▸ **WORK REQUIRED**
Scan the listing below for the word "PluginDescriptor" and copy every line that has it.

PROVIDED RECORDS below:

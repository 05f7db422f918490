use serde::{Deserialize, Serialize};
use std::collections::BTreeMap;
use std::fmt;

/// Where a server definition came from.
///
/// Serialized as `"builtin"` or `"plugin:<pluginId>"`.
#[derive(Debug, Clone, Default, PartialEq, Eq, Hash, Serialize, Deserialize)]
#[serde(try_from = "String", into = "String")]
pub enum ServerOrigin {
    /// Defined directly in the user's config.
    #[default]
    Builtin,
    /// Contributed by the plugin with the given id.
    Plugin(String),
}

impl ServerOrigin {
    /// Returns true for servers defined in the config itself.
    pub fn is_builtin(&self) -> bool {
        matches!(self, Self::Builtin)
    }

    /// The contributing plugin id, if any.
    pub fn plugin_id(&self) -> Option<&str> {
        match self {
            Self::Builtin => None,
            Self::Plugin(id) => Some(id),
        }
    }
}

impl fmt::Display for ServerOrigin {
    fn fmt(&self, f: &mut fmt::Formatter<'_>) -> fmt::Result {
        match self {
            Self::Builtin => f.write_str("builtin"),
            Self::Plugin(id) => write!(f, "plugin:{id}"),
        }
    }
}

impl From<ServerOrigin> for String {
    fn from(origin: ServerOrigin) -> Self {
        origin.to_string()
    }
}

impl TryFrom<String> for ServerOrigin {
    type Error = String;

    fn try_from(value: String) -> Result<Self, Self::Error> {
        if value == "builtin" {
            return Ok(Self::Builtin);
        }
        match value.strip_prefix("plugin:") {
            Some(id) if !id.is_empty() => Ok(Self::Plugin(id.to_string())),
            _ => Err(format!(
                "invalid server origin '{value}', expected 'builtin' or 'plugin:<id>'"
            )),
        }
    }
}

/// A named MCP server launch definition.
#[derive(Debug, Clone, PartialEq, Eq, Serialize, Deserialize)]
pub struct ServerSpec {
    /// Unique, stable key.
    pub name: String,
    /// Executable to launch.
    #[serde(default)]
    pub command: String,
    /// Command-line arguments.
    #[serde(default, skip_serializing_if = "Vec::is_empty")]
    pub args: Vec<String>,
    /// Environment-variable overrides.
    #[serde(default, skip_serializing_if = "BTreeMap::is_empty")]
    pub env: BTreeMap<String, String>,
    /// Loopback port the server listens on, if any. Checked before spawn and
    /// exported to the process as `PORT`.
    #[serde(default, skip_serializing_if = "Option::is_none")]
    pub port: Option<u16>,
    /// Where the definition came from.
    #[serde(default, skip_serializing_if = "ServerOrigin::is_builtin")]
    pub origin: ServerOrigin,
}

impl ServerSpec {
    /// Create a builtin server spec with no arguments or environment.
    pub fn new(name: impl Into<String>, command: impl Into<String>) -> Self {
        Self {
            name: name.into(),
            command: command.into(),
            args: Vec::new(),
            env: BTreeMap::new(),
            port: None,
            origin: ServerOrigin::Builtin,
        }
    }

    /// Set the argument list.
    pub fn with_args<I, S>(mut self, args: I) -> Self
    where
        I: IntoIterator<Item = S>,
        S: Into<String>,
    {
        self.args = args.into_iter().map(Into::into).collect();
        self
    }

    /// Add one environment override.
    pub fn with_env(mut self, key: impl Into<String>, value: impl Into<String>) -> Self {
        self.env.insert(key.into(), value.into());
        self
    }

    /// Set the loopback port.
    pub fn with_port(mut self, port: u16) -> Self {
        self.port = Some(port);
        self
    }

    /// Set the origin.
    pub fn with_origin(mut self, origin: ServerOrigin) -> Self {
        self.origin = origin;
        self
    }
}
use crate::commands::Context;
use crate::RunArgs;
use anyhow::Context as _;
use mcpz_core::ToolFilter;
use mcpz_mcp::{serve, Dialect};
use mcpz_runtime::{active_plugins, active_skills, resolve, ResolvedRunPlan, RunRequest};
use std::sync::Arc;
use tokio_util::sync::CancellationToken;
use tracing::{info, warn};

/// Name the composed endpoint reports in `serverInfo`.
const ENDPOINT_NAME: &str = "mcpz";

/// Resolve, launch, serve the composed endpoint on stdio until the client
/// hangs up or Ctrl-C, then stop everything this run started.
pub async fn run(ctx: &Context, args: RunArgs) -> anyhow::Result<()> {
    let dialect = Dialect::from_protocol_version(&args.protocol)
        .with_context(|| format!("unsupported protocol version '{}'", args.protocol))?;

    let (doc, plugins) = ctx.sync_plugins().await?;
    let skills = ctx.discovery().await.discover_skills().await?;

    let request = RunRequest {
        servers: args.servers,
        toolboxes: args.toolboxes,
        tool_filter: (!args.tools.is_empty()).then(|| ToolFilter::new(args.tools)),
        plugin_filter: args.plugins,
        skill_filter: args.skills,
    };
    let plugins = active_plugins(&doc, &plugins, &request.plugin_filter);
    let skills = active_skills(&doc, &skills, &request.skill_filter);
    let plan = resolve(&request, &doc, &plugins, &skills)?;

    if args.dry_run {
        print_plan(&plan);
        return Ok(());
    }

    let manager = ctx.manager();
    if let Err(e) = manager.reconcile().await {
        warn!(error = %e, "Instance sweep failed");
    }

    let cancel = CancellationToken::new();
    let interrupt = cancel.clone();
    tokio::spawn(async move {
        if tokio::signal::ctrl_c().await.is_ok() {
            info!("Interrupted");
            interrupt.cancel();
        }
    });

    let handle = manager.launch(&plan, &cancel).await?;
    for failure in &handle.failures {
        warn!(server = %failure.server, error = %failure.error, "Server not available in this run");
    }

    let endpoint = Arc::new(handle.build_endpoint(
        ENDPOINT_NAME,
        dialect,
        plan.tool_filter.as_ref(),
        &plan.skill_tools,
    ));
    info!(
        servers = handle.instances.len(),
        tools = endpoint.tool_count(),
        protocol = %dialect.protocol_version(),
        "Serving on stdio"
    );

    let served = tokio::select! {
        result = serve(endpoint, tokio::io::stdin(), tokio::io::stdout()) => result,
        () = cancel.cancelled() => Ok(()),
    };
    let stopped = manager.stop_all().await;
    served?;
    stopped?;
    Ok(())
}

fn print_plan(plan: &ResolvedRunPlan) {
    println!("Servers:");
    for spec in &plan.servers {
        println!("  {} [{}] — {} {}", spec.name, spec.origin, spec.command, spec.args.join(" "));
    }
    for collision in &plan.collisions {
        println!(
            "  ! '{}' from {} is shadowed by {}",
            collision.server, collision.shadowed, collision.kept
        );
    }
    if let Some(filter) = &plan.tool_filter {
        println!("Tools: {}", filter.names().collect::<Vec<_>>().join(", "));
    }
    if !plan.skill_tools.is_empty() {
        println!("Skill tools:");
        for tool in &plan.skill_tools {
            println!("  {} ({})", tool.definition.name, tool.skill);
        }
    }
}
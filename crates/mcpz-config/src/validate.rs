use crate::document::{ConfigDocument, CURRENT_CONFIG_VERSION};
use mcpz_core::{McpzError, McpzResult};
use std::collections::HashSet;

/// Check the semantic rules serde cannot express.
///
/// All problems are collected and reported together as
/// [`McpzError::ConfigCorrupt`]. Toolbox members are not required to name
/// existing servers; that is checked when a toolbox is expanded.
pub fn validate(doc: &ConfigDocument) -> McpzResult<()> {
    let mut problems = Vec::new();

    if doc.config_version != CURRENT_CONFIG_VERSION {
        problems.push(format!(
            "configVersion is {}, expected {CURRENT_CONFIG_VERSION}",
            doc.config_version
        ));
    }

    let mut names = HashSet::new();
    for server in &doc.servers {
        if server.name.trim().is_empty() {
            problems.push("server with empty name".to_string());
        } else if !names.insert(server.name.as_str()) {
            problems.push(format!("duplicate server '{}'", server.name));
        }
        if !server.origin.is_builtin() {
            problems.push(format!(
                "server '{}' declares origin '{}' but config servers are builtin",
                server.name, server.origin
            ));
        }
    }

    for (toolbox, members) in &doc.toolboxes {
        if toolbox.trim().is_empty() {
            problems.push("toolbox with empty name".to_string());
        }
        let mut seen = HashSet::new();
        for member in members {
            if member.trim().is_empty() {
                problems.push(format!("toolbox '{toolbox}' has an empty member"));
            } else if !seen.insert(member.as_str()) {
                problems.push(format!("toolbox '{toolbox}' lists '{member}' twice"));
            }
        }
    }

    if doc.plugins.keys().any(|id| id.trim().is_empty()) {
        problems.push("plugin with empty id".to_string());
    }
    if doc.skills.keys().any(|id| id.trim().is_empty()) {
        problems.push("skill with empty id".to_string());
    }

    if problems.is_empty() {
        Ok(())
    } else {
        Err(McpzError::ConfigCorrupt(problems.join("; ")))
    }
}

#[cfg(test)]
#[allow(clippy::unwrap_used, clippy::expect_used)]
mod tests {
    use super::*;
    use mcpz_core::{ServerOrigin, ServerSpec};

    #[test]
    fn test_empty_document_is_valid() {
        validate(&ConfigDocument::default()).unwrap();
    }

    #[test]
    fn test_dangling_toolbox_member_is_valid() {
        let mut doc = ConfigDocument::default();
        doc.toolboxes.insert("t".into(), vec!["ghost".into()]);
        validate(&doc).unwrap();
    }

    #[test]
    fn test_duplicate_servers_rejected() {
        let mut doc = ConfigDocument::default();
        doc.servers.push(ServerSpec::new("a", "x"));
        doc.servers.push(ServerSpec::new("a", "y"));
        let err = validate(&doc).unwrap_err();
        assert!(err.to_string().contains("duplicate server 'a'"));
    }

    #[test]
    fn test_problems_are_collected() {
        let mut doc = ConfigDocument::default();
        doc.servers.push(ServerSpec::new("", "x"));
        doc.servers
            .push(ServerSpec::new("p", "x").with_origin(ServerOrigin::Plugin("acme".into())));
        doc.toolboxes
            .insert("t".into(), vec!["a".into(), "a".into()]);
        let msg = validate(&doc).unwrap_err().to_string();
        assert!(msg.contains("empty name"));
        assert!(msg.contains("origin 'plugin:acme'"));
        assert!(msg.contains("lists 'a' twice"));
    }
}
//! Folding discovery results into the persisted plugin and skill records.
//!
//! Discovery only ever adds or refreshes records. Enabled flags are the
//! user's and are never touched, and a record whose package disappeared is
//! kept so that re-installing restores the previous state.

use crate::descriptor::{PluginDescriptor, SkillDescriptor};
use mcpz_config::{ConfigDocument, PluginRecord, SkillRecord};
use tracing::info;

/// Return `doc` with a record for every discovered plugin.
pub fn reconcile_plugins(doc: &ConfigDocument, found: &[PluginDescriptor]) -> ConfigDocument {
    let mut next = doc.clone();
    for plugin in found {
        let servers: Vec<String> = plugin.servers.iter().map(|s| s.name.clone()).collect();
        match next.plugins.get_mut(&plugin.id) {
            Some(record) => {
                if record.version != plugin.version {
                    info!(plugin = %plugin.id, from = %record.version, to = %plugin.version, "Plugin version changed");
                    record.version.clone_from(&plugin.version);
                }
                record.origin = plugin.origin;
                record.servers = servers;
            }
            None => {
                info!(plugin = %plugin.id, version = %plugin.version, "New plugin recorded");
                next.plugins.insert(
                    plugin.id.clone(),
                    PluginRecord {
                        enabled: true,
                        version: plugin.version.clone(),
                        origin: plugin.origin,
                        servers,
                    },
                );
            }
        }
    }
    next
}

/// Return `doc` with a record for every discovered skill.
pub fn reconcile_skills(doc: &ConfigDocument, found: &[SkillDescriptor]) -> ConfigDocument {
    let mut next = doc.clone();
    for skill in found {
        let tools: Vec<String> = skill.tools.iter().map(|t| t.name.clone()).collect();
        match next.skills.get_mut(&skill.id) {
            Some(record) => {
                if record.version != skill.version {
                    info!(skill = %skill.id, from = %record.version, to = %skill.version, "Skill version changed");
                    record.version.clone_from(&skill.version);
                }
                record.tools = tools;
            }
            None => {
                info!(skill = %skill.id, version = %skill.version, "New skill recorded");
                next.skills.insert(
                    skill.id.clone(),
                    SkillRecord {
                        enabled: true,
                        version: skill.version.clone(),
                        tools,
                    },
                );
            }
        }
    }
    next
}
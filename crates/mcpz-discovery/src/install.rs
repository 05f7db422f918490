use crate::cache::SkillCache;
use crate::descriptor::SkillManifest;
use crate::registry::{PackageInfo, RegistryClient};
use async_trait::async_trait;
use mcpz_core::{McpzError, McpzResult};
use std::sync::Arc;
use tracing::info;

/// Installs and removes global packages.
#[async_trait]
pub trait PackageManager: Send + Sync {
    async fn install(&self, package: &str, version: &str) -> McpzResult<()>;

    async fn uninstall(&self, package: &str) -> McpzResult<()>;
}

/// [`PackageManager`] that shells out to `npm`.
#[derive(Debug, Clone, Default)]
pub struct NpmPackageManager;

impl NpmPackageManager {
    async fn npm(args: &[&str]) -> McpzResult<()> {
        let output = tokio::process::Command::new("npm")
            .args(args)
            .output()
            .await
            .map_err(|e| McpzError::Registry(format!("failed to run npm: {e}")))?;
        if output.status.success() {
            Ok(())
        } else {
            Err(McpzError::Registry(format!(
                "npm {} failed: {}",
                args.join(" "),
                String::from_utf8_lossy(&output.stderr).trim()
            )))
        }
    }
}

#[async_trait]
impl PackageManager for NpmPackageManager {
    async fn install(&self, package: &str, version: &str) -> McpzResult<()> {
        Self::npm(&["install", "-g", &format!("{package}@{version}")]).await
    }

    async fn uninstall(&self, package: &str) -> McpzResult<()> {
        Self::npm(&["uninstall", "-g", package]).await
    }
}

/// Installs plugins through the package manager and skills into the cache.
///
/// The installer only changes what is on disk; records in the config
/// document are created by the next discovery pass.
pub struct Installer {
    registry: Arc<dyn RegistryClient>,
    packages: Arc<dyn PackageManager>,
    skills: SkillCache,
}

impl Installer {
    /// An installer over the given registry, package manager and skill cache.
    pub fn new(
        registry: Arc<dyn RegistryClient>,
        packages: Arc<dyn PackageManager>,
        skills: SkillCache,
    ) -> Self {
        Self {
            registry,
            packages,
            skills,
        }
    }

    /// Resolve the latest version of `id` and install it globally.
    pub async fn install_plugin(&self, id: &str) -> McpzResult<PackageInfo> {
        let info = self.registry.package_info(id).await?;
        self.packages.install(&info.name, &info.version).await?;
        info!(plugin = %info.name, version = %info.version, "Plugin installed");
        Ok(info)
    }

    /// Uninstall a plugin package.
    pub async fn uninstall_plugin(&self, id: &str) -> McpzResult<()> {
        self.packages.uninstall(id).await?;
        info!(plugin = %id, "Plugin uninstalled");
        Ok(())
    }

    /// Fetch a skill manifest and store it in the cache.
    pub async fn install_skill(&self, id: &str) -> McpzResult<SkillManifest> {
        let manifest = self.registry.skill_info(id).await?;
        if manifest.name != id {
            return Err(McpzError::Registry(format!(
                "registry returned skill '{}' for '{id}'",
                manifest.name
            )));
        }
        self.skills.insert(manifest.clone()).await?;
        Ok(manifest)
    }

    /// Remove a fetched skill from the cache.
    pub async fn uninstall_skill(&self, id: &str) -> McpzResult<()> {
        if !self.skills.remove(id).await? {
            return Err(McpzError::Discovery(format!("skill '{id}' is not installed")));
        }
        info!(skill = %id, "Skill uninstalled");
        Ok(())
    }
}

#[cfg(test)]
#[allow(clippy::unwrap_used, clippy::expect_used)]
mod tests {
    use super::*;
    use tokio::sync::Mutex;

    struct FakeRegistry;

    #[async_trait]
    impl RegistryClient for FakeRegistry {
        async fn package_info(&self, id: &str) -> McpzResult<PackageInfo> {
            if id == "missing" {
                return Err(McpzError::Registry("404".into()));
            }
            Ok(PackageInfo {
                name: id.into(),
                version: "3.1.0".into(),
                description: String::new(),
            })
        }

        async fn skill_info(&self, id: &str) -> McpzResult<SkillManifest> {
            Ok(SkillManifest {
                name: id.into(),
                version: "1.0.0".into(),
                description: "fetched".into(),
                instructions: String::new(),
                tools: Vec::new(),
            })
        }
    }

    #[derive(Default)]
    struct RecordingPackages {
        calls: Mutex<Vec<String>>,
    }

    #[async_trait]
    impl PackageManager for RecordingPackages {
        async fn install(&self, package: &str, version: &str) -> McpzResult<()> {
            self.calls.lock().await.push(format!("+{package}@{version}"));
            Ok(())
        }

        async fn uninstall(&self, package: &str) -> McpzResult<()> {
            self.calls.lock().await.push(format!("-{package}"));
            Ok(())
        }
    }

    #[tokio::test]
    async fn test_plugin_install_pins_latest_version() {
        let dir = tempfile::tempdir().unwrap();
        let packages = Arc::new(RecordingPackages::default());
        let installer = Installer::new(
            Arc::new(FakeRegistry),
            packages.clone(),
            SkillCache::new(dir.path()),
        );

        installer.install_plugin("@acme/git").await.unwrap();
        installer.uninstall_plugin("@acme/git").await.unwrap();
        assert!(installer.install_plugin("missing").await.is_err());
        assert_eq!(*packages.calls.lock().await, ["+@acme/git@3.1.0", "-@acme/git"]);
    }

    #[tokio::test]
    async fn test_skill_install_lands_in_cache() {
        let dir = tempfile::tempdir().unwrap();
        let cache = SkillCache::new(dir.path());
        let installer = Installer::new(
            Arc::new(FakeRegistry),
            Arc::new(RecordingPackages::default()),
            cache.clone(),
        );

        installer.install_skill("summarize").await.unwrap();
        assert_eq!(cache.load().await.unwrap()["summarize"].description, "fetched");

        installer.uninstall_skill("summarize").await.unwrap();
        assert!(installer.uninstall_skill("summarize").await.is_err());
    }
}
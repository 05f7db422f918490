//! Capability discovery for mcpz.
//!
//! Plugins contribute servers and skills contribute tools. Both are found by
//! [`CapabilitySource`] implementations (global npm packages, the local
//! skill cache, local directories), merged by [`Discovery`], and folded into
//! the config document by [`reconcile_plugins`] / [`reconcile_skills`].
//! Network access goes through the injectable [`RegistryClient`]; the HTTP
//! implementation is behind the `registry` feature.

/// Skills fetched from the skills registry.
pub mod cache;
/// Plugin and skill descriptors and manifests.
pub mod descriptor;
/// The composite of capability sources.
pub mod discovery;
/// Installing and uninstalling plugins and skills.
pub mod install;
/// Manifests in local directories.
pub mod local;
/// Globally installed npm packages.
pub mod npm;
/// Folding descriptors into the config document.
pub mod reconcile;
/// Package and skill registry lookups.
pub mod registry;
/// The capability source trait.
pub mod source;

pub use cache::SkillCache;
pub use descriptor::{PluginDescriptor, PluginManifest, SkillDescriptor, SkillManifest};
pub use discovery::Discovery;
pub use install::{Installer, NpmPackageManager, PackageManager};
pub use local::LocalDirectorySource;
pub use npm::NpmGlobalSource;
pub use reconcile::{reconcile_plugins, reconcile_skills};
pub use registry::{PackageInfo, RegistryClient};
pub use source::CapabilitySource;

#[cfg(feature = "registry")]
pub use registry::HttpRegistryClient;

End of PROVIDED RECORDS.

▸ **RESULT OF THE TASK**
use crate::descriptor::{PluginDescriptor, SkillDescriptor};
pub fn reconcile_plugins(doc: &ConfigDocument, found: &[PluginDescriptor]) -> ConfigDocument {
pub use descriptor::{PluginDescriptor, PluginManifest, SkillDescriptor, SkillManifest};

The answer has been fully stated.